───── Material provided
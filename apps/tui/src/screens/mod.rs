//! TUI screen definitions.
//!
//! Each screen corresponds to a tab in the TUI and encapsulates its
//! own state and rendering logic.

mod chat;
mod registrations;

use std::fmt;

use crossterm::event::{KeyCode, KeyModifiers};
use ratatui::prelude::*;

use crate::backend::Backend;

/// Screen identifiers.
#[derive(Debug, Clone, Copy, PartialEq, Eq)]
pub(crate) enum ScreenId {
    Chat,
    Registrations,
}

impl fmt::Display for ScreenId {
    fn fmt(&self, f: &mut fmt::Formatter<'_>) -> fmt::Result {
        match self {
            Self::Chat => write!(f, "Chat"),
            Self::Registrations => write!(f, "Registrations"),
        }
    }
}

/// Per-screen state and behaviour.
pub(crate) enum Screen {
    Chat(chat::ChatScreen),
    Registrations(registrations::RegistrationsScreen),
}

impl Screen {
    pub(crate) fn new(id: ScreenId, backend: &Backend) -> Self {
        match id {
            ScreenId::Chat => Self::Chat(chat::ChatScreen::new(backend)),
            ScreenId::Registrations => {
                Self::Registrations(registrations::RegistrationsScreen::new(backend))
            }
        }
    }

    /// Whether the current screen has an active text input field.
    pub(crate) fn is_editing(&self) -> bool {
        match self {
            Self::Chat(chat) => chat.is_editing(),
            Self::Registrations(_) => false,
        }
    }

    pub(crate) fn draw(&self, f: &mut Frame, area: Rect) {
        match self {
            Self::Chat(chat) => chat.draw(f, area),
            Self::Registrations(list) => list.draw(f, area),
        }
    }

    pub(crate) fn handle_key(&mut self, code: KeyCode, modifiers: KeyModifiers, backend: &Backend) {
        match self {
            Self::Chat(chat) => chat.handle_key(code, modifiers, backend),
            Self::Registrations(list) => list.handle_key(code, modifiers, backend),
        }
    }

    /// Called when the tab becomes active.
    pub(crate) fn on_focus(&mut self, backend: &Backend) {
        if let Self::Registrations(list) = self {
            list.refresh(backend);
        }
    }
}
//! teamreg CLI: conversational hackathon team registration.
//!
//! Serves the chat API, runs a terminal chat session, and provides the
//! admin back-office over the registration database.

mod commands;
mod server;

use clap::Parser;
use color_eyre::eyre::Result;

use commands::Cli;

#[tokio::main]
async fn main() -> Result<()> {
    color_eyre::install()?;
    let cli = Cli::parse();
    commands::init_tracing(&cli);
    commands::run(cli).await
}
──────────
───── Material provided
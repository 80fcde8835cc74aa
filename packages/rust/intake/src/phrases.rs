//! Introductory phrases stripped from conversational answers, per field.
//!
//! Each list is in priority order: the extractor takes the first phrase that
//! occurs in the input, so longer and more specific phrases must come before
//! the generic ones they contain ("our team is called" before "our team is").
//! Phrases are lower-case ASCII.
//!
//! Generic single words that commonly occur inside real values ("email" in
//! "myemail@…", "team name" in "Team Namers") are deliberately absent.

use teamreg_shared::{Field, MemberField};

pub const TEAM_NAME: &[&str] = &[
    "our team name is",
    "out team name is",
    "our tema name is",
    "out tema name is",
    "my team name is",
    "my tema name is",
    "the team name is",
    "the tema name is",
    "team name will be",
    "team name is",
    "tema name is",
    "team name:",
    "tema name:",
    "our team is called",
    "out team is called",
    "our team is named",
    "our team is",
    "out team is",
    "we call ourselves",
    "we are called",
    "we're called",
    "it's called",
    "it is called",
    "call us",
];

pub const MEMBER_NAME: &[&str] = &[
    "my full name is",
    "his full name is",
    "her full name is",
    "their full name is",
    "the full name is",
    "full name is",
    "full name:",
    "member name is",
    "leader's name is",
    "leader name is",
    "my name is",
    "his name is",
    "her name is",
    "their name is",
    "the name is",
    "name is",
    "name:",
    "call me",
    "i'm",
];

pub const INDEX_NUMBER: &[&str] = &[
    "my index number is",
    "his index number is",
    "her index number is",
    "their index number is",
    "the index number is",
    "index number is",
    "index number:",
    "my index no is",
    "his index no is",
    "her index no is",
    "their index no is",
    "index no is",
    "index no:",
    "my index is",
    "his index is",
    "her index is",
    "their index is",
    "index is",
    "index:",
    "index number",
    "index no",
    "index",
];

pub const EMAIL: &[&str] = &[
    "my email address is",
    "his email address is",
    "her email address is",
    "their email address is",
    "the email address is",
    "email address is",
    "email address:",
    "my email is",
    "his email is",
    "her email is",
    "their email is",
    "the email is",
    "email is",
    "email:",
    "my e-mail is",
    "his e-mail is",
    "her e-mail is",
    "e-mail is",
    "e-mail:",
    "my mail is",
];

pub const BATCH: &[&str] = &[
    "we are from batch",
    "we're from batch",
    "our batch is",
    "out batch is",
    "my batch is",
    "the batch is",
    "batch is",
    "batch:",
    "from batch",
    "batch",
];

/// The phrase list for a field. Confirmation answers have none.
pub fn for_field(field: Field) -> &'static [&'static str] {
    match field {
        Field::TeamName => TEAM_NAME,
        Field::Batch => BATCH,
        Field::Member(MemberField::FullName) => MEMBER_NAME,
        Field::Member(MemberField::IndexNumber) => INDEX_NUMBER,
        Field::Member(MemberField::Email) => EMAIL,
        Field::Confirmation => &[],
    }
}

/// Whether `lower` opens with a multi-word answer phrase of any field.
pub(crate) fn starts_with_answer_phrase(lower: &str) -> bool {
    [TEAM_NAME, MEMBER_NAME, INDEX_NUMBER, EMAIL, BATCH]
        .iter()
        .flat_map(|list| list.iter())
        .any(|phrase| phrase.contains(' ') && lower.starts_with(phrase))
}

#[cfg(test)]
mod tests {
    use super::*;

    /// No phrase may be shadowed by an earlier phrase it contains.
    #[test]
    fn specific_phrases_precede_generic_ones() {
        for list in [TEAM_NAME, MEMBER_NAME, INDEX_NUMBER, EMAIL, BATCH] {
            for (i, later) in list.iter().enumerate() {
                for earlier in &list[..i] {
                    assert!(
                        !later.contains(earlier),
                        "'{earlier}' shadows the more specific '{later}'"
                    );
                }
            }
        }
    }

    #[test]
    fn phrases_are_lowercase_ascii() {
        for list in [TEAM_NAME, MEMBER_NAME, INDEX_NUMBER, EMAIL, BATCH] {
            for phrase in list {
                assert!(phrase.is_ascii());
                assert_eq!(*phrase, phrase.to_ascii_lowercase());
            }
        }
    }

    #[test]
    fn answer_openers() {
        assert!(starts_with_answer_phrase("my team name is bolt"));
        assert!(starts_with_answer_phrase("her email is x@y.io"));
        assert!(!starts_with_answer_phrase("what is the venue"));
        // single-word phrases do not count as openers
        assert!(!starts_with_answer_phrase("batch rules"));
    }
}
──────────
-- Your objective --
Filter the entries down to the lines that include the string "Result".

-- Your response --
    fn fmt(&self, f: &mut fmt::Formatter<'_>) -> fmt::Result {
use color_eyre::eyre::Result;
async fn main() -> Result<()> {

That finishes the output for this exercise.